Long-term personal data storage
Summary: You can stick a newspaper clipping in a folder and read it in 50 years. Not so with digital content: both the media AND the format can become unreadable.
You can stick a newspaper clipping in a folder and read it in 50 years. Not so with digital content: both the media AND the format can become unreadable. With so much of the world's data - and yours - in digital form, more people wonder: how do I keep my pictures, music, videos, documents and more around for decades? Here's how.
The proper mindset Your data is valuable. Storage is cheap. Scrimping on capacity to save a few bucks is silly. If money is a real problem, plan to copy your most important data first. In a few months, when storage is cheaper, buy some more.
Remember, you will soon forget about the cost of the storage, but you may never forgive yourself for losing irreplaceable family or legal files.
One word, my friend: copies Neatness is one of the most common causes of data loss. You get the new external drive - or worse, RAID array - copy everything to it and then delete the originals. The drive or array goes south - and your data goes with it.
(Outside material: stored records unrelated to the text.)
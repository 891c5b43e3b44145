use chrono::{DateTime, Utc};
use serde::{Deserialize, Serialize};
use sqlx::FromRow;

use crate::auth::password;
use crate::database::StoreError;

pub const FIRST_NAME_REQUIRED: &str = "A first name is required";
pub const LAST_NAME_REQUIRED: &str = "A last name is required";
pub const EMAIL_REQUIRED: &str = "An email address is required";
pub const EMAIL_INVALID: &str = "Please provide a valid email address";
pub const EMAIL_TAKEN: &str = "The email address you entered already exists";
pub const PASSWORD_REQUIRED: &str = "A password is required";

/// A registered user as the API exposes it. The password hash is not part of
/// this type, so it can never be serialized into a response.
#[derive(Debug, Clone, PartialEq, Eq, Serialize, Deserialize, FromRow)]
#[serde(rename_all = "camelCase")]
pub struct User {
    pub id: i64,
    pub first_name: String,
    pub last_name: String,
    pub email_address: String,
    pub created_at: DateTime<Utc>,
    pub updated_at: DateTime<Utc>,
}

impl User {
    pub fn display_name(&self) -> String {
        format!("{} {}", self.first_name, self.last_name)
    }
}

/// A user together with the stored password hash. Only the credential
/// verifier consumes this.
#[derive(Debug, Clone)]
pub struct Identity {
    pub user: User,
    pub password_hash: String,
}

#[derive(FromRow)]
pub(crate) struct IdentityRow {
    #[sqlx(flatten)]
    pub user: User,
    pub password: String,
}

impl From<IdentityRow> for Identity {
    fn from(row: IdentityRow) -> Self {
        Self {
            user: row.user,
            password_hash: row.password,
        }
    }
}

/// Body of `POST /api/users`. Every field is optional at the wire level so
/// that missing fields surface as validation messages instead of a JSON
/// rejection.
#[derive(Debug, Clone, Default, Deserialize)]
#[serde(rename_all = "camelCase")]
pub struct NewUser {
    pub first_name: Option<String>,
    pub last_name: Option<String>,
    pub email_address: Option<String>,
    pub password: Option<String>,
}

/// A `NewUser` that passed validation, with its password already hashed.
#[derive(Debug, Clone)]
pub struct ValidUser {
    pub first_name: String,
    pub last_name: String,
    pub email_address: String,
    pub password_hash: String,
}

impl NewUser {
    /// Checks every field constraint, collecting one message per violation
    /// in field order, then hashes the password off the async workers.
    pub async fn validate(self) -> Result<ValidUser, StoreError> {
        let mut errors = Vec::new();

        let first_name = required(self.first_name, FIRST_NAME_REQUIRED, &mut errors);
        let last_name = required(self.last_name, LAST_NAME_REQUIRED, &mut errors);
        let email_address = required(self.email_address, EMAIL_REQUIRED, &mut errors);
        if let Some(email) = &email_address {
            if !is_email(email) {
                errors.push(EMAIL_INVALID.to_string());
            }
        }
        let password = required(self.password, PASSWORD_REQUIRED, &mut errors);

        match (first_name, last_name, email_address, password) {
            (Some(first_name), Some(last_name), Some(email_address), Some(password))
                if errors.is_empty() =>
            {
                let password_hash = password::spawn_hash(password).await?;
                Ok(ValidUser {
                    first_name,
                    last_name,
                    email_address,
                    password_hash,
                })
            }
            _ => Err(StoreError::Validation(errors)),
        }
    }
}

/// Trims the value and records `message` when it is absent or blank.
pub(crate) fn required(
    value: Option<String>,
    message: &str,
    errors: &mut Vec<String>,
) -> Option<String> {
    match value.map(|v| v.trim().to_string()) {
        Some(v) if !v.is_empty() => Some(v),
        _ => {
            errors.push(message.to_string());
            None
        }
    }
}

fn is_email(value: &str) -> bool {
    let Some((local, domain)) = value.split_once('@') else {
        return false;
    };
    if local.is_empty() || domain.contains('@') || value.chars().any(char::is_whitespace) {
        return false;
    }
    match domain.rsplit_once('.') {
        Some((host, tld)) => !host.is_empty() && !tld.is_empty(),
        None => false,
    }
}
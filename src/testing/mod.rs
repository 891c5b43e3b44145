use std::sync::Arc;

use base64::{engine::general_purpose::STANDARD, Engine as _};

use crate::app::AppState;
use crate::database::models::{NewUser, User};
use crate::database::{MemoryStore, Store};

/// Value for an `Authorization` header carrying Basic credentials.
pub fn basic_auth(email: &str, password: &str) -> String {
    format!("Basic {}", STANDARD.encode(format!("{}:{}", email, password)))
}

/// In-memory store plus helpers for seeding it.
pub struct TestContext {
    store: Arc<MemoryStore>,
}

impl TestContext {
    pub async fn new() -> Self {
        Self {
            store: Arc::new(MemoryStore::new()),
        }
    }

    pub fn store(&self) -> &dyn Store {
        self.store.as_ref()
    }

    pub fn state(&self) -> AppState {
        AppState::new(self.store.clone())
    }

    pub async fn create_user(&self, first_name: &str, email: &str, password: &str) -> User {
        self.store
            .create_user(NewUser {
                first_name: Some(first_name.to_string()),
                last_name: Some("Tester".to_string()),
                email_address: Some(email.to_string()),
                password: Some(password.to_string()),
            })
            .await
            .expect("seed user")
    }
}
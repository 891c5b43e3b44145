pub mod manager;
pub mod memory;
pub mod models;
pub mod postgres;
pub mod store;

pub use manager::{DatabaseError, DatabaseManager};
pub use memory::MemoryStore;
pub use postgres::PgStore;
pub use store::{Store, StoreError, StoreResult};
use axum::{
    extract::{Request, State},
    middleware::Next,
    response::Response,
};

use crate::app::AppState;
use crate::auth;
use crate::error::ApiError;

/// Authentication gate for protected routes.
///
/// Verifies the Basic credentials and inserts the resulting
/// `AuthenticatedContext` into the request extensions, where handlers pick it
/// up with `Extension<AuthenticatedContext>`. On failure the wrapped handler
/// never runs and the caller gets 401 `{ "message": "Access Denied" }`.
pub async fn require_credentials(
    State(state): State<AppState>,
    mut request: Request,
    next: Next,
) -> Result<Response, ApiError> {
    let context = auth::verify(state.store(), request.headers()).await?;

    tracing::debug!(
        user_id = context.user_id(),
        "authenticated {}",
        context.user().display_name()
    );

    request.extensions_mut().insert(context);
    Ok(next.run(request).await)
}
pub mod extract;
pub mod response;

pub use extract::{ApiJson, ApiPath};
pub use response::{Created, Message};
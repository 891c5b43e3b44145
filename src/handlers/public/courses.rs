use axum::{extract::State, response::Json};

use crate::api::ApiPath;
use crate::app::AppState;
use crate::database::models::Course;
use crate::error::ApiError;

/// GET /api/courses - List every course
pub async fn list(State(state): State<AppState>) -> Result<Json<Vec<Course>>, ApiError> {
    let courses = state.store().list_courses().await?;
    Ok(Json(courses))
}

/// GET /api/courses/:id - Show one course, 404 when it does not exist
pub async fn show(
    State(state): State<AppState>,
    ApiPath(id): ApiPath<i64>,
) -> Result<Json<Course>, ApiError> {
    let course = state.store().find_course(id).await?.ok_or(ApiError::NotFound)?;
    Ok(Json(course))
}
// handlers/public/mod.rs - Handlers reachable without credentials
//
// Route Prefix: /api
// Middleware: none

pub mod courses;
pub mod users;
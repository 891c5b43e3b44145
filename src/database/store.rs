use async_trait::async_trait;
use thiserror::Error;

use crate::auth::password::HashError;
use crate::database::models::{Course, CourseFields, Identity, NewUser, User};

/// Outcome of a failed store call. Handlers never inspect error strings:
/// the normalizer matches on these variants.
#[derive(Debug, Error)]
pub enum StoreError {
    /// One or more field constraints were violated, in field order.
    #[error("validation failed: {}", .0.join("; "))]
    Validation(Vec<String>),

    /// A unique field collided with an existing record.
    #[error("uniqueness conflict: {}", .0.join("; "))]
    Uniqueness(Vec<String>),

    #[error(transparent)]
    Unclassified(#[from] anyhow::Error),
}

impl From<sqlx::Error> for StoreError {
    fn from(err: sqlx::Error) -> Self {
        StoreError::Unclassified(err.into())
    }
}

impl From<HashError> for StoreError {
    fn from(err: HashError) -> Self {
        StoreError::Unclassified(err.into())
    }
}

pub type StoreResult<T> = Result<T, StoreError>;

/// Persistence operations the request pipeline depends on.
///
/// Lookups return `Ok(None)` for missing records; existence is always
/// checked explicitly before a mutation, so no mutating method reports
/// "not found".
#[async_trait]
pub trait Store: Send + Sync {
    /// Cheap connectivity probe for the health endpoint.
    async fn ping(&self) -> StoreResult<()>;

    async fn list_users(&self) -> StoreResult<Vec<User>>;

    async fn find_user(&self, id: i64) -> StoreResult<Option<User>>;

    /// Case-insensitive lookup by email address, including the password hash.
    async fn find_user_by_email(&self, email: &str) -> StoreResult<Option<Identity>>;

    async fn create_user(&self, fields: NewUser) -> StoreResult<User>;

    /// Removes the user and every course they own.
    async fn delete_user(&self, user: &User) -> StoreResult<()>;

    async fn list_courses(&self) -> StoreResult<Vec<Course>>;

    async fn find_course(&self, id: i64) -> StoreResult<Option<Course>>;

    async fn create_course(&self, owner: &User, fields: CourseFields) -> StoreResult<Course>;

    async fn update_course(&self, course: &Course, fields: CourseFields) -> StoreResult<Course>;

    async fn delete_course(&self, course: &Course) -> StoreResult<()>;
}
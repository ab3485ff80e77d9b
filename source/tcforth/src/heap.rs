use alloc::{vec, vec::Vec};

use crate::word::{Addr, WORD_SIZE};

#[derive(Debug, Clone, PartialEq)]
pub enum HeapError {
    /// An allocation would move `here` past the end of the heap.
    Overflow { requested: usize, free: usize },
    /// An access touched bytes outside of the heap.
    OutOfBounds { addr: Addr, len: usize },
}

/// The linear, append-only heap.
///
/// Dictionary headers, compiled code and user data all live here, and every
/// address handed out by the VM is a byte offset into this buffer. `here`
/// only ever moves forward.
pub struct Heap {
    mem: Vec<u8>,
    here: Addr,
}

impl Heap {
    pub fn new(capacity: usize) -> Self {
        Self {
            mem: vec![0u8; capacity],
            here: 0,
        }
    }

    /// Round `addr` up to the next cell boundary.
    #[inline]
    pub const fn aligned(addr: Addr) -> Addr {
        (addr + (WORD_SIZE - 1)) & !(WORD_SIZE - 1)
    }

    /// Reserve `n` bytes, returning the address of the first one.
    ///
    /// The reserved bytes are not written.
    pub fn allot(&mut self, n: usize) -> Result<Addr, HeapError> {
        let free = self.free();
        if n > free {
            return Err(HeapError::Overflow { requested: n, free });
        }
        let addr = self.here;
        self.here += n;
        Ok(addr)
    }

    /// Zero-pad `here` up to the next cell boundary.
    pub fn align(&mut self) -> Result<Addr, HeapError> {
        let pad = Self::aligned(self.here) - self.here;
        if pad != 0 {
            let start = self.allot(pad)?;
            self.mem[start..start + pad].fill(0);
        }
        Ok(self.here)
    }

    pub fn append_word(&mut self, value: i64) -> Result<Addr, HeapError> {
        let addr = self.allot(WORD_SIZE)?;
        self.write_word(addr, value)?;
        Ok(addr)
    }

    pub fn append_byte(&mut self, value: u8) -> Result<Addr, HeapError> {
        let addr = self.allot(1)?;
        self.write_byte(addr, value)?;
        Ok(addr)
    }

    pub fn append_bytes(&mut self, bytes: &[u8]) -> Result<Addr, HeapError> {
        let addr = self.allot(bytes.len())?;
        self.mem[addr..addr + bytes.len()].copy_from_slice(bytes);
        Ok(addr)
    }

    pub fn read_word(&self, addr: Addr) -> Result<i64, HeapError> {
        let bytes = self.read_bytes(addr, WORD_SIZE)?;
        let mut cell = [0u8; WORD_SIZE];
        cell.copy_from_slice(bytes);
        Ok(i64::from_le_bytes(cell))
    }

    pub fn write_word(&mut self, addr: Addr, value: i64) -> Result<(), HeapError> {
        let range = self.range(addr, WORD_SIZE)?;
        self.mem[range].copy_from_slice(&value.to_le_bytes());
        Ok(())
    }

    pub fn read_byte(&self, addr: Addr) -> Result<u8, HeapError> {
        self.mem
            .get(addr)
            .copied()
            .ok_or(HeapError::OutOfBounds { addr, len: 1 })
    }

    pub fn write_byte(&mut self, addr: Addr, value: u8) -> Result<(), HeapError> {
        let byte = self
            .mem
            .get_mut(addr)
            .ok_or(HeapError::OutOfBounds { addr, len: 1 })?;
        *byte = value;
        Ok(())
    }

    pub fn write_bytes(&mut self, addr: Addr, bytes: &[u8]) -> Result<(), HeapError> {
        let range = self.range(addr, bytes.len())?;
        self.mem[range].copy_from_slice(bytes);
        Ok(())
    }

    pub fn read_bytes(&self, addr: Addr, len: usize) -> Result<&[u8], HeapError> {
        let range = self.range(addr, len)?;
        Ok(&self.mem[range])
    }

    fn range(&self, addr: Addr, len: usize) -> Result<core::ops::Range<usize>, HeapError> {
        match addr.checked_add(len) {
            Some(end) if end <= self.mem.len() => Ok(addr..end),
            _ => Err(HeapError::OutOfBounds { addr, len }),
        }
    }

    #[inline]
    pub fn here(&self) -> Addr {
        self.here
    }

    #[inline]
    pub fn capacity(&self) -> usize {
        self.mem.len()
    }

    #[inline]
    pub fn used(&self) -> usize {
        self.here
    }

    #[inline]
    pub fn free(&self) -> usize {
        self.capacity() - self.here
    }
}

#[cfg(test)]
pub mod test {
    use super::{Heap, HeapError};
    use crate::word::WORD_SIZE;

    #[test]
    fn do_a_bump() {
        let mut heap = Heap::new(256);

        // Be annoying
        let b = heap.append_byte(0xAA).unwrap();
        assert_eq!(b, 0);
        assert_eq!(heap.here(), 1);

        assert_eq!(heap.align().unwrap(), WORD_SIZE);
        assert_eq!(heap.align().unwrap(), WORD_SIZE);
        assert_eq!(heap.read_bytes(1, WORD_SIZE - 1).unwrap(), &[0u8; WORD_SIZE - 1]);

        for w in 0..10 {
            let addr = heap.append_word(w * 100).unwrap();
            assert_eq!(addr % WORD_SIZE, 0);
            assert_eq!(heap.read_word(addr).unwrap(), w * 100);
        }
        assert_eq!(heap.used(), 11 * WORD_SIZE);
    }

    #[test]
    fn overflow() {
        let mut heap = Heap::new(16);
        heap.append_word(1).unwrap();
        heap.append_byte(2).unwrap();
        assert_eq!(
            heap.append_word(3),
            Err(HeapError::Overflow {
                requested: WORD_SIZE,
                free: 7
            })
        );
        // a failed allocation doesn't move the cursor
        assert_eq!(heap.here(), 9);
        assert_eq!(heap.align().unwrap(), 16);
        assert!(heap.append_byte(0).is_err());
    }

    #[test]
    fn bounds() {
        let mut heap = Heap::new(32);
        assert!(heap.read_word(24).is_ok());
        assert_eq!(
            heap.read_word(25),
            Err(HeapError::OutOfBounds { addr: 25, len: WORD_SIZE })
        );
        assert!(heap.write_word(usize::MAX - 2, 0).is_err());
        assert!(heap.write_byte(32, 0).is_err());
        assert_eq!(heap.read_byte(31), Ok(0));
    }

    #[test]
    fn byte_ranges() {
        let mut heap = Heap::new(16);
        heap.allot(8).unwrap();
        heap.write_bytes(2, b"dup").unwrap();
        assert_eq!(heap.read_bytes(2, 3).unwrap(), b"dup");
        // anywhere in the arena, not just below `here`
        heap.write_bytes(13, b"rot").unwrap();
        assert_eq!(heap.here(), 8);
        assert_eq!(
            heap.write_bytes(14, b"rot"),
            Err(HeapError::OutOfBounds { addr: 14, len: 3 })
        );
    }
}
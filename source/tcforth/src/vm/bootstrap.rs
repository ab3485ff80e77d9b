//! Forth source interpreted by every new VM.
//!
//! The kernel lines can't use `:` yet, so they assemble `:`, `;` and
//! `literal` by hand: `word` + `create` start an entry, `docol ,` writes
//! the codeword, and `' x ,` appends calls one at a time.

use tracing::debug;

use crate::{Error, Forth};

const KERNEL: &[&str] = &[
    // : ( "name" -- ) start a hidden definition and switch to compiling
    "word : create docol , ' word , ' create , ' lit , docol , ' , , ' latest , ' hidden , ' ] , ' exit ,",
    // ; unhide the definition, finish it with `exit` and stop compiling.
    // Outside a definition it would hide whatever word came last.
    "word ; create docol , ' lit , ' exit , ' , , ' latest , ' hidden , ' [ , ' exit , immediate compile-only",
    // literal ( x -- ) compile x as a literal
    "word literal create docol , ' lit , ' lit , ' , , ' , , ' exit , immediate",
];

/// Control words leave the address of their forward-branch offset cell on
/// the stack while compiling, and `then` patches it.
const PRELUDE: &[&str] = &[
    ": if [ ' 0branch ] literal , here 0 , ; immediate",
    ": else [ ' branch ] literal , here 0 , swap dup here swap - swap ! ; immediate",
    ": then dup here swap - swap ! ; immediate",
    ": begin here ; immediate",
    ": until [ ' 0branch ] literal , here - , ; immediate",
    ": again [ ' branch ] literal , here - , ; immediate",
    ": constant word create docol , [ ' lit ] literal , , [ ' exit ] literal , ;",
    ": variable here 0 , word create docol , [ ' lit ] literal , , [ ' exit ] literal , ;",
];

impl<T: 'static> Forth<T> {
    pub(super) fn bootstrap(&mut self) -> Result<(), Error> {
        for line in KERNEL.iter().chain(PRELUDE) {
            self.input.fill(line)?;
            self.process_line()?;
            debug!(line, output = self.output.as_str(), "bootstrapped");
            self.output.clear();
        }
        Ok(())
    }
}

#[cfg(test)]
pub mod test {
    use super::{KERNEL, PRELUDE};
    use crate::{
        testutil::{blocking_runtest, blocking_runtest_with},
        Forth, ForthParams,
    };

    #[test]
    fn prelude_compiles_cleanly() {
        let mut forth = Forth::new(ForthParams::default(), (), Forth::FULL_BUILTINS).unwrap();
        assert_eq!(forth.output.as_str(), "");
        for line in KERNEL.iter().chain(PRELUDE) {
            forth.input.fill(line).unwrap();
            forth.process_line().unwrap();
            // no unknown words anywhere
            assert_eq!(forth.output.as_str(), "ok.\n", "{line}");
            assert!(forth.data_stack.is_empty(), "{line}");
            forth.output.clear();
        }
    }

    #[test]
    fn too_small_to_boot() {
        let params = ForthParams {
            heap_bytes: 512,
            ..ForthParams::default()
        };
        assert!(Forth::new(params, (), Forth::FULL_BUILTINS).is_err());
    }

    #[test]
    fn stray_semicolon_is_refused() {
        let mut forth = Forth::new(ForthParams::default(), (), Forth::FULL_BUILTINS).unwrap();
        let here = forth.heap().here();
        forth.input.fill(";").unwrap();
        forth.process_line().unwrap();
        assert_eq!(forth.output.as_str(), "; ? ok.\n");
        assert_eq!(forth.heap().here(), here);
        assert!(forth.fault().is_none());

        blocking_runtest_with(
            &mut forth,
            r#"
            > variable v 5 v ! v @ .
            < 5 ok.
            > : sq dup * ; 3 sq . ;
            < 9 ; ? ok.
            "#,
        );
    }

    #[test]
    fn nested_control_flow() {
        blocking_runtest(
            r#"
            > : classify dup 10 < if 0 < if 1 else 2 then else drop 3 then ;
            > -1 classify . 5 classify . 50 classify .
            < 1 2 3 ok.
            > : sum 0 swap begin dup 0 > if swap over + swap 1 - 0 else -1 then until drop ;
            > 4 sum .
            < 10 ok.
            "#,
        );
    }
}
use alloc::string::String;

/// Text produced by the VM (`.`, `emit`, diagnostics, `ok.`), drained by
/// the host after each line.
pub struct OutputBuf {
    buf: String,
    capacity: usize,
}

#[derive(Debug, Clone, PartialEq)]
pub enum OutputError {
    OutputFull,
}

impl OutputBuf {
    pub fn new(capacity: usize) -> Self {
        Self {
            buf: String::with_capacity(capacity),
            capacity,
        }
    }

    #[inline]
    pub fn capacity(&self) -> usize {
        self.capacity
    }

    pub fn push_str(&mut self, stir: &str) -> Result<(), OutputError> {
        if self.buf.len() + stir.len() > self.capacity {
            return Err(OutputError::OutputFull);
        }
        self.buf.push_str(stir);
        Ok(())
    }

    /// Format `args` and push the result in one piece. Nothing is written if
    /// it doesn't fit.
    pub fn push_fmt(&mut self, args: core::fmt::Arguments<'_>) -> Result<(), OutputError> {
        match args.as_str() {
            Some(s) => self.push_str(s),
            None => self.push_str(&alloc::fmt::format(args)),
        }
    }

    /// Push raw bytes. Non-UTF-8 input is replaced rather than rejected.
    pub fn push_bstr(&mut self, bstr: &[u8]) -> Result<(), OutputError> {
        match core::str::from_utf8(bstr) {
            Ok(s) => self.push_str(s),
            Err(_) => self.push_str(&String::from_utf8_lossy(bstr)),
        }
    }

    pub fn clear(&mut self) {
        self.buf.clear();
    }

    pub fn as_str(&self) -> &str {
        &self.buf
    }
}

impl core::fmt::Write for OutputBuf {
    fn write_str(&mut self, s: &str) -> core::fmt::Result {
        self.push_str(s).map_err(|_| core::fmt::Error)
    }
}

#[cfg(test)]
pub mod test {
    use super::{OutputBuf, OutputError};
    use core::fmt::Write;

    #[test]
    fn fills_up() {
        let mut out = OutputBuf::new(8);
        write!(&mut out, "{} ", 10).unwrap();
        out.push_bstr(b"ok.").unwrap();
        assert_eq!(out.as_str(), "10 ok.");
        assert_eq!(out.push_str("\n\n\n"), Err(OutputError::OutputFull));
        assert_eq!(out.as_str(), "10 ok.");
        out.clear();
        assert_eq!(out.as_str(), "");
    }

    #[test]
    fn formatted_pushes_keep_the_cause() {
        let mut out = OutputBuf::new(4);
        out.push_fmt(format_args!("{} ", 12)).unwrap();
        assert_eq!(
            out.push_fmt(format_args!("{} ", 345)),
            Err(OutputError::OutputFull)
        );
        // all or nothing
        assert_eq!(out.as_str(), "12 ");
    }
}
A RAID array is NOT a substitute for a data archive. RAID arrays break and all too often a single mistake - oops, pulled the wrong disk! - and your data is gone forever.
Cheap optical disks can slowly scramble your data. Hard drives crash. Even if your data is readable, if your application can't read it you are still out of luck.
Unnecessary neatness Instead of "everything in its place and a place for everything" you want "every thing in every place." The best policy is several copies across different media, preferably in different locations.
Storage is cheap. Use lots.
Privacy and encryption Encryption is a good idea only if you know you can remember a password for 10 years. Otherwise use physical security - locked doors - rather than encryption. Also, encryption is an application: are you sure that app will be around in 10 years?
If you must encrypt, you are likely better off with a free, open-source tool like TrueCrypt. Or check out 10 free open source encryption utilities.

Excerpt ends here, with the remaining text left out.